Für viele Kleinkinder verblasst die Erinnerung an eine Zeit vor dem Coronavirus immer mehr. Ist das Leben mit der Pandemie für sie inzwischen normal? Psychotherapeutin Dr. Dunja Voos gibt im Interview Aufschluss.

Für viele Kleinkinder ist ein Leben mit dem Coronavirus inzwischen Normalität.. © FamVeld/Shutterstock.com
Für viele Kleinkinder ist ein Leben mit dem Coronavirus inzwischen Normalität.. © FamVeld/Shutterstock.com

Seit rund einem Jahr kämpfen wir bereits gegen die Pandemie an. Viele Kleinkinder erinnern sich kaum noch an die Zeit, die vor Corona stattgefunden hat. Für sie ist es, als würden sie bereits ein Leben lang mit dem Virus leben. Psychotherapeutin Dr. med Dunja Voos, Verfasserin des Blogs „Medizin im Text“, verrät im Interview mit der Nachrichtenagentur spot on news, was aus psychischer Sicht derzeit in den Schützlingen vieler Eltern vorgeht und ob es eine „Generation Corona“ geben wird, die langfristig von den Folgen der Pandemie geprägt ist.

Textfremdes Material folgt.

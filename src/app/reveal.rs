use leptos::{html, prelude::*};
use leptos_use::{
    use_intersection_observer_with_options, UseIntersectionObserverOptions,
    UseIntersectionObserverReturn,
};

use crate::reveal::{transition_style, Entrance, RevealLatch, DEFAULT_THRESHOLD, ENTRANCE_MS};

/// Watches `target` until it first crosses the visibility threshold.
///
/// The observer is stopped as soon as the latch flips, and leptos-use
/// disconnects it on cleanup if the section unmounts first.
pub fn use_reveal(target: NodeRef<html::Div>) -> Signal<bool> {
    let latch = RwSignal::new(RevealLatch::default());

    let UseIntersectionObserverReturn { stop, .. } = use_intersection_observer_with_options(
        target,
        move |entries, _| {
            let visible = entries
                .iter()
                .filter(|entry| entry.is_intersecting())
                .map(|entry| entry.intersection_ratio())
                .fold(0.0, f64::max);
            if visible > 0.0 {
                latch.maybe_update(|l| {
                    let flipped = l.observe(visible);
                    if flipped {
                        log::debug!("section revealed at {visible:.2} visible");
                    }
                    flipped
                });
            }
        },
        UseIntersectionObserverOptions::default().thresholds(vec![DEFAULT_THRESHOLD]),
    );

    let revealed = Signal::derive(move || latch.with(RevealLatch::is_revealed));
    Effect::new(move |_| {
        if revealed.get() {
            stop();
        }
    });
    revealed
}

/// Class list for an element that animates in once `revealed` is set.
pub fn reveal_class(revealed: bool, entrance: Entrance, extra: &str) -> String {
    format!(
        "transition-all ease-out {} {extra}",
        entrance.classes(revealed)
    )
}

/// Standard entrance timing, delayed by `delay_ms`.
pub fn entrance_style(delay_ms: u32) -> String {
    transition_style(ENTRANCE_MS, delay_ms)
}

/// Section title block; doubles as the element whose visibility reveals the section.
#[component]
pub fn SectionHeader(
    target: NodeRef<html::Div>,
    revealed: Signal<bool>,
    title: &'static str,
    #[prop(into)] subtitle: String,
    gradient: &'static str,
) -> impl IntoView {
    view! {
        <div
            node_ref=target
            class=move || reveal_class(revealed.get(), Entrance::Rise, "text-center mb-16")
            style=entrance_style(0)
        >
            <h2 class="text-4xl md:text-5xl font-bold mb-4">
                <span class=format!(
                    "bg-gradient-to-r {gradient} bg-clip-text text-transparent",
                )>{title}</span>
            </h2>
            <p class="text-xl text-gray-400 max-w-3xl mx-auto">{subtitle}</p>
        </div>
    }
}
fn main() {
    // Capture the current timestamp as the build time
    let build_time = chrono::Utc::now().to_rfc3339();

    // Footer copyright year is derived from this via env!
    println!("cargo:rustc-env=BUILD_TIME={}", build_time);

    // Rerun if build.rs or the embedded content changes
    println!("cargo:rerun-if-changed=build.rs");
    println!("cargo:rerun-if-changed=content");
}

Viele Kleinkinder erinnern sich kaum noch an eine Zeit vor der Corona-Pandemie. Was hat das für Folgen?

Dr. med. Dunja Voos: Ich kenne eine Hebamme, die sagt immer: „Eure Kinder wissen nicht, dass sie im Jahr 2021 zur Welt kommen. Sie brauchen immer noch neun Monate, um im Mutterleib zu reifen, sie brauchen immer noch Eure Wärme, Eure Brust, Euren weichen Schoß und Eure Liebe. Für sie ist es wie seit tausenden von Jahren.“ Ich fand diesen Satz sehr klug. Wenn Babys und Kleinkinder Eltern haben, die auf ihre Bedürfnisse eingehen und sich um sie sorgen, dann spielen die Außenbedingungen zunächst eine untergeordnete Rolle.

Sind die Eltern jedoch selbst stärker in Bedrängnis geraten durch die Pandemie, werden auch die Kinder diese Not möglicherweise mitbekommen, woraus die verschiedensten Probleme wie z.B. eine erhöhte Ängstlichkeit oder eine depressive Stimmung entstehen können. Kleine Kinder halten jedoch die Art, wie sie aufwachsen, für normal. Erst wenn sie selbst alt genug sind, um über die Dinge ausreichend zu reflektieren, wird sich zeigen, was daraus entsteht.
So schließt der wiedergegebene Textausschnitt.